Pet Gelsinger, CEO of Intel, the U.S. semiconductor company, has predicted that the global semiconductor shortage will continue until 2023.
In an interview with the Wall Street Journal (WSJ) on the 22nd (local time), CEO Gelsinger said, “There’s still a long way to go.” Gelsinger predicted it would take at least one to two years for semiconductor production to balance supply and demand.
Although the global economy is recovering quickly from the recession caused by the new Coronavirus (COVID-19), several manufacturing industries are experiencing severe shortages of semiconductors due to faulty demand forecasts.
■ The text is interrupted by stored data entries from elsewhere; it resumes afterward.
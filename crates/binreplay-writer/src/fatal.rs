use std::sync::atomic::{AtomicUsize, Ordering};
use std::sync::Arc;

use tokio::sync::watch;
use tracing::error;

use crate::error::WriterError;

/// Receives unrecoverable errors from replay components.
pub trait ErrorHandler: Send + Sync {
    fn report_fatal(&self, component: &str, error: &WriterError);
}

impl<H: ErrorHandler + ?Sized> ErrorHandler for Arc<H> {
    fn report_fatal(&self, component: &str, error: &WriterError) {
        (**self).report_fatal(component, error)
    }
}

/// Error handler that logs the failure and wakes up whoever holds the
/// matching [`FatalSignal`], typically the process supervisor.
#[derive(Debug, Clone)]
pub struct ShutdownOnFatal {
    tx: Arc<watch::Sender<Option<String>>>,
    reports: Arc<AtomicUsize>,
}

impl ShutdownOnFatal {
    pub fn new() -> (Self, FatalSignal) {
        let (tx, rx) = watch::channel(None);
        let handler = Self {
            tx: Arc::new(tx),
            reports: Arc::new(AtomicUsize::new(0)),
        };
        (handler, FatalSignal { rx })
    }

    /// Number of fatal reports received so far.
    pub fn report_count(&self) -> usize {
        self.reports.load(Ordering::SeqCst)
    }
}

impl ErrorHandler for ShutdownOnFatal {
    fn report_fatal(&self, component: &str, err: &WriterError) {
        self.reports.fetch_add(1, Ordering::SeqCst);
        error!(tag = component, error = %err, "Fatal error, shutting down");

        let message = format!("{}: {}", component, err);
        // Keep the first report; later ones are only logged.
        self.tx.send_if_modified(|current| {
            if current.is_some() {
                return false;
            }
            *current = Some(message);
            true
        });
    }
}

/// Resolves once a fatal error was reported.
#[derive(Debug, Clone)]
pub struct FatalSignal {
    rx: watch::Receiver<Option<String>>,
}

impl FatalSignal {
    /// Wait for the first fatal report. Returns `None` if every handler was
    /// dropped without reporting.
    pub async fn wait(&mut self) -> Option<String> {
        match self.rx.wait_for(Option::is_some).await {
            Ok(message) => message.clone(),
            Err(_) => None,
        }
    }

    /// The first fatal report, if one was made.
    pub fn get(&self) -> Option<String> {
        self.rx.borrow().clone()
    }
}
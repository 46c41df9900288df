use std::future::Future;
use std::sync::Arc;

use tokio::sync::watch;
use tracing::{debug, info};

/// Gate consulted before every batch write.
pub trait Throttler: Send + Sync {
    /// Resolve once it is safe to write to the target.
    fn wait_until_open(&self) -> impl Future<Output = ()> + Send;
}

/// Never throttles.
#[derive(Debug, Clone, Copy, Default)]
pub struct NoThrottle;

impl Throttler for NoThrottle {
    fn wait_until_open(&self) -> impl Future<Output = ()> + Send {
        std::future::ready(())
    }
}

/// A gate that can be paused and resumed from anywhere.
///
/// Waiters park on a watch channel rather than polling.
#[derive(Debug, Clone)]
pub struct PauseThrottle {
    paused: Arc<watch::Sender<bool>>,
}

impl Default for PauseThrottle {
    fn default() -> Self {
        Self::new()
    }
}

impl PauseThrottle {
    pub fn new() -> Self {
        let (paused, _) = watch::channel(false);
        Self {
            paused: Arc::new(paused),
        }
    }

    pub fn pause(&self) {
        if !self.paused.send_replace(true) {
            info!("Throttle paused");
        }
    }

    pub fn resume(&self) {
        if self.paused.send_replace(false) {
            info!("Throttle resumed");
        }
    }

    pub fn is_paused(&self) -> bool {
        *self.paused.borrow()
    }
}

impl Throttler for PauseThrottle {
    fn wait_until_open(&self) -> impl Future<Output = ()> + Send {
        let mut paused = self.paused.subscribe();
        async move {
            if *paused.borrow() {
                debug!("Waiting for throttle to open");
            }
            // Errors only once every throttle handle is gone.
            let _ = paused.wait_for(|paused| !*paused).await;
        }
    }
}

#[cfg(test)]
mod tests {
    use super::*;
    use std::time::Duration;

    #[tokio::test]
    async fn test_no_throttle_is_open() {
        NoThrottle.wait_until_open().await;
    }

    #[tokio::test]
    async fn test_pause_blocks_until_resume() {
        let throttle = PauseThrottle::new();
        throttle.pause();
        assert!(throttle.is_paused());

        let waiter = {
            let throttle = throttle.clone();
            tokio::spawn(async move { throttle.wait_until_open().await })
        };

        tokio::time::sleep(Duration::from_millis(20)).await;
        assert!(!waiter.is_finished());

        throttle.resume();
        tokio::time::timeout(Duration::from_secs(1), waiter)
            .await
            .expect("waiter should finish after resume")
            .unwrap();
    }

    #[tokio::test]
    async fn test_open_throttle_does_not_block() {
        let throttle = PauseThrottle::new();
        tokio::time::timeout(Duration::from_millis(100), throttle.wait_until_open())
            .await
            .unwrap();
    }
}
The automotive industry was directly affected, as well as certain household appliances, resulting in higher consumer prices.
Due to the nature of semiconductors as a large-scale device industry, the industry has consistently predicted that the supply shortage will not be resolved in a short period of time.
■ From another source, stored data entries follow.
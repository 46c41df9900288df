use std::path::PathBuf;
use std::sync::Arc;

use anyhow::{Context, Result};
use binreplay_config::{to_writer_config, ReplayConfig};
use binreplay_state::{CheckpointSink, SqliteStateStore};
use binreplay_target::PostgresTarget;
use binreplay_writer::{BinlogWriter, NoThrottle, ShutdownOnFatal, WriterHandle};
use tokio::task::JoinHandle;
use tracing::{error, info, warn};

use crate::feed::pump_events;

pub async fn cmd_run(config: ReplayConfig, events: Option<PathBuf>) -> Result<()> {
    let writer_config = to_writer_config(&config).context("Invalid configuration")?;
    let chunk_size = writer_config.batch_size;

    info!(stream = %config.state.stream, "Starting binlog replay");

    let state_path = config.state_path();
    let store = Arc::new(
        SqliteStateStore::open(&state_path, &config.state.stream)
            .with_context(|| format!("Failed to open state database: {}", state_path))?,
    );
    match store.last_resumable_position()? {
        Some(position) => info!(
            position = %position,
            "Resuming after last checkpoint; the feed should start at this position"
        ),
        None => info!("No checkpoint recorded for this stream"),
    }

    let target = PostgresTarget::connect(config.target_connection_string())
        .await
        .context("Failed to connect to target database")?;

    let (fatal, mut fatal_signal) = ShutdownOnFatal::new();
    let (writer, handle) = BinlogWriter::new(writer_config, target, store, fatal, NoThrottle);
    let mut writer_task = tokio::spawn(writer.run());

    let feed_task = spawn_feed(events, handle.clone(), chunk_size);
    let ctrl_c_task = {
        let handle = handle.clone();
        tokio::spawn(async move {
            if tokio::signal::ctrl_c().await.is_ok() {
                info!("Received Ctrl-C, draining queued events");
                handle.stop();
            }
        })
    };

    let outcome = tokio::select! {
        joined = &mut writer_task => joined,
        Some(message) = fatal_signal.wait() => {
            warn!(reason = %message, "Shutting down after fatal error");
            feed_task.abort();
            (&mut writer_task).await
        }
    };
    ctrl_c_task.abort();

    outcome
        .context("Writer task panicked")?
        .context("Replication stopped after a fatal error")?;

    if feed_task.is_finished() {
        match feed_task.await {
            Ok(Ok(count)) => info!(events = count, "Replay finished"),
            Ok(Err(e)) => return Err(e),
            Err(e) if e.is_cancelled() => {}
            Err(e) => return Err(e).context("Feed task panicked"),
        }
    } else {
        feed_task.abort();
        info!("Replay stopped before the feed was exhausted");
    }

    Ok(())
}

/// Pump the feed into the writer, then stop it so it drains and exits.
fn spawn_feed(
    events: Option<PathBuf>,
    handle: WriterHandle,
    chunk_size: usize,
) -> JoinHandle<Result<u64>> {
    tokio::spawn(async move {
        let result = match events {
            Some(path) => {
                let file = tokio::fs::File::open(&path)
                    .await
                    .with_context(|| format!("Failed to open event feed: {}", path.display()));
                match file {
                    Ok(file) => pump_events(file, &handle, chunk_size).await,
                    Err(e) => Err(e),
                }
            }
            None => pump_events(tokio::io::stdin(), &handle, chunk_size).await,
        };

        if let Err(ref e) = result {
            error!(error = %format!("{:#}", e), "Event feed failed");
        }
        handle.stop();
        result
    })
}
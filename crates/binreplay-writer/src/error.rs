use binreplay_core::{BinlogPosition, TableSchema};
use binreplay_state::StateError;
use binreplay_target::TargetError;
use thiserror::Error;

/// Errors raised while replaying events.
///
/// Per-event variants carry the source position of the offending event so a
/// fatal report points at a specific place in the replication log.
#[derive(Debug, Error)]
pub enum WriterError {
    #[error("generating sql query at pos {position}: {source}")]
    Generation {
        position: BinlogPosition,
        source: binreplay_core::Error,
    },

    #[error("schema drift on {table} at pos {position}: cached ({cached}), event ({observed})")]
    Drift {
        position: BinlogPosition,
        table: String,
        cached: TableSchema,
        observed: TableSchema,
    },

    #[error("reloading target schema of {table} at pos {position}: {source}")]
    SchemaReload {
        position: BinlogPosition,
        table: String,
        source: TargetError,
    },

    #[error("exec query at pos {first} -> {last} ({bytes} bytes): {source}")]
    Apply {
        first: BinlogPosition,
        last: BinlogPosition,
        bytes: usize,
        source: TargetError,
    },

    #[error("recording checkpoint: {0}")]
    Checkpoint(#[from] StateError),

    #[error("gave up after {attempts} attempts: {source}")]
    RetriesExhausted {
        attempts: u32,
        source: Box<WriterError>,
    },

    #[error("queue is closed, {rejected} events were not accepted")]
    QueueClosed { rejected: usize },
}
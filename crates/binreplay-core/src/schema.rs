use std::fmt;

use serde::{Deserialize, Serialize};

/// A column definition as seen by the decoder.
#[derive(Debug, Clone, PartialEq, Eq, Serialize, Deserialize)]
pub struct Column {
    pub name: String,
    /// Source column type as reported by the source (e.g., "bigint unsigned").
    #[serde(rename = "type")]
    pub column_type: String,
    #[serde(default = "default_nullable")]
    pub nullable: bool,
}

fn default_nullable() -> bool {
    true
}

impl Column {
    pub fn new(name: impl Into<String>, column_type: impl Into<String>) -> Self {
        Self {
            name: name.into(),
            column_type: column_type.into(),
            nullable: true,
        }
    }

    pub fn not_null(mut self) -> Self {
        self.nullable = false;
        self
    }
}

/// Snapshot of a table's columns, in ordinal order.
#[derive(Debug, Clone, Default, PartialEq, Eq, Serialize, Deserialize)]
pub struct TableSchema {
    pub columns: Vec<Column>,
}

impl TableSchema {
    pub fn new(columns: Vec<Column>) -> Self {
        Self { columns }
    }

    pub fn len(&self) -> usize {
        self.columns.len()
    }

    pub fn is_empty(&self) -> bool {
        self.columns.is_empty()
    }

    pub fn column_names(&self) -> impl Iterator<Item = &str> {
        self.columns.iter().map(|c| c.name.as_str())
    }

    /// Check whether both schemas expose the same column names in the same
    /// order. Types are ignored: source and target report them in their own
    /// dialects.
    pub fn same_column_names(&self, other: &TableSchema) -> bool {
        self.columns.len() == other.columns.len() && self.column_names().eq(other.column_names())
    }
}

impl fmt::Display for TableSchema {
    fn fmt(&self, f: &mut fmt::Formatter<'_>) -> fmt::Result {
        for (i, column) in self.columns.iter().enumerate() {
            if i > 0 {
                f.write_str(", ")?;
            }
            write!(f, "{} {}", column.name, column.column_type)?;
        }
        Ok(())
    }
}
//! Rendering of change events into target statements.
//!
//! Inserts are rendered as conflict-ignoring inserts and updates/deletes match
//! on the full old row image, so replaying a batch that was already applied
//! leaves the target unchanged.

use serde::{Deserialize, Serialize};

use crate::error::{Error, Result};
use crate::schema::TableSchema;
use crate::types::{Row, Value};

/// SQL dialect of the target database.
#[derive(Debug, Clone, Copy, Default, PartialEq, Eq, Serialize, Deserialize)]
#[serde(rename_all = "lowercase")]
pub enum Dialect {
    #[serde(rename = "mysql")]
    MySql,
    #[default]
    Postgres,
}

impl Dialect {
    /// Quote an identifier, doubling any embedded quote character.
    pub fn quote_identifier(self, name: &str) -> String {
        match self {
            Dialect::MySql => format!("`{}`", name.replace('`', "``")),
            Dialect::Postgres => format!("\"{}\"", name.replace('"', "\"\"")),
        }
    }

    /// Render `database.table` with both parts quoted.
    pub fn qualified_table(self, database: &str, table: &str) -> String {
        format!(
            "{}.{}",
            self.quote_identifier(database),
            self.quote_identifier(table)
        )
    }

    /// Render a value as a literal for `column`.
    pub fn literal(self, column: &str, value: &Value) -> Result<String> {
        match value {
            Value::Null => Ok("NULL".to_string()),
            Value::Bool(true) => Ok("TRUE".to_string()),
            Value::Bool(false) => Ok("FALSE".to_string()),
            Value::Int(i) => Ok(i.to_string()),
            Value::UInt(u) => Ok(u.to_string()),
            Value::Float(f) => {
                if !f.is_finite() {
                    return Err(Error::NonFiniteFloat {
                        column: column.to_string(),
                    });
                }
                Ok(f.to_string())
            }
            Value::String(s) => self.quote_string(column, s),
            Value::Bytes(b) => Ok(match self {
                Dialect::MySql => format!("X'{}'", hex::encode(b)),
                Dialect::Postgres => format!("'\\x{}'::bytea", hex::encode(b)),
            }),
            Value::Json(v) => {
                let text = serde_json::to_string(v)?;
                self.quote_string(column, &text)
            }
        }
    }

    fn quote_string(self, column: &str, s: &str) -> Result<String> {
        match self {
            Dialect::MySql => {
                let mut out = String::with_capacity(s.len() + 2);
                out.push('\'');
                for c in s.chars() {
                    match c {
                        '\0' => out.push_str("\\0"),
                        '\n' => out.push_str("\\n"),
                        '\r' => out.push_str("\\r"),
                        '\x1a' => out.push_str("\\Z"),
                        '\\' => out.push_str("\\\\"),
                        '\'' => out.push_str("\\'"),
                        '"' => out.push_str("\\\""),
                        c => out.push(c),
                    }
                }
                out.push('\'');
                Ok(out)
            }
            Dialect::Postgres => {
                if s.contains('\0') {
                    return Err(Error::UnsupportedValue {
                        column: column.to_string(),
                        reason: "text values cannot contain NUL bytes".to_string(),
                    });
                }
                Ok(format!("'{}'", s.replace('\'', "''")))
            }
        }
    }
}

fn check_row(table: &str, schema: &TableSchema, row: &Row) -> Result<()> {
    if row.is_empty() || schema.is_empty() {
        return Err(Error::EmptyRowImage {
            table: table.to_string(),
        });
    }
    if row.len() != schema.len() {
        return Err(Error::RowArityMismatch {
            table: table.to_string(),
            expected: schema.len(),
            actual: row.len(),
        });
    }
    Ok(())
}

/// `col = value` pairs joined by `separator`, with `IS NULL` for nulls when
/// rendering a predicate.
fn column_pairs(
    dialect: Dialect,
    schema: &TableSchema,
    row: &Row,
    separator: &str,
    predicate: bool,
) -> Result<String> {
    let mut parts = Vec::with_capacity(row.len());
    for (column, value) in schema.columns.iter().zip(row) {
        let name = dialect.quote_identifier(&column.name);
        if predicate && value.is_null() {
            parts.push(format!("{} IS NULL", name));
        } else {
            parts.push(format!("{} = {}", name, dialect.literal(&column.name, value)?));
        }
    }
    Ok(parts.join(separator))
}

pub(crate) fn insert(dialect: Dialect, table: &str, schema: &TableSchema, new: &Row) -> Result<String> {
    check_row(table, schema, new)?;

    let columns: Vec<String> = schema
        .column_names()
        .map(|name| dialect.quote_identifier(name))
        .collect();
    let values = schema
        .columns
        .iter()
        .zip(new)
        .map(|(column, value)| dialect.literal(&column.name, value))
        .collect::<Result<Vec<_>>>()?;

    Ok(match dialect {
        Dialect::MySql => format!(
            "INSERT IGNORE INTO {} ({}) VALUES ({})",
            table,
            columns.join(","),
            values.join(",")
        ),
        Dialect::Postgres => format!(
            "INSERT INTO {} ({}) VALUES ({}) ON CONFLICT DO NOTHING",
            table,
            columns.join(","),
            values.join(",")
        ),
    })
}

pub(crate) fn update(
    dialect: Dialect,
    table: &str,
    schema: &TableSchema,
    old: &Row,
    new: &Row,
) -> Result<String> {
    check_row(table, schema, old)?;
    check_row(table, schema, new)?;

    Ok(format!(
        "UPDATE {} SET {} WHERE {}",
        table,
        column_pairs(dialect, schema, new, ",", false)?,
        column_pairs(dialect, schema, old, " AND ", true)?
    ))
}

pub(crate) fn delete(dialect: Dialect, table: &str, schema: &TableSchema, old: &Row) -> Result<String> {
    check_row(table, schema, old)?;

    Ok(format!(
        "DELETE FROM {} WHERE {}",
        table,
        column_pairs(dialect, schema, old, " AND ", true)?
    ))
}
use std::path::PathBuf;

use binreplay_core::BinlogPosition;
use thiserror::Error;

#[derive(Debug, Error)]
pub enum StateError {
    #[error("sqlite error: {0}")]
    Sqlite(#[from] rusqlite::Error),

    #[error("checkpoint for '{stream}' would move backwards from {recorded} to {requested}")]
    Regression {
        stream: String,
        recorded: BinlogPosition,
        requested: BinlogPosition,
    },

    #[error("stored checkpoint is corrupt: {0}")]
    Corrupt(String),

    #[error("state database {} does not exist", .0.display())]
    NotFound(PathBuf),
}

pub type StateResult<T> = Result<T, StateError>;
The semiconductor shortage is expected to worsen in the second half of the year, and other automakers expect the same situation to persist into next year.
Gelsinger did observe that the end of the year could alleviate some supply shortages. A few months ago, TSMC, the world’s largest foundry (contract manufacturing), predicted that the automotive semiconductor shortage would ease.
Intel and TSMC are expected to start operating their new semiconductor plants within two years, according to the WSJ.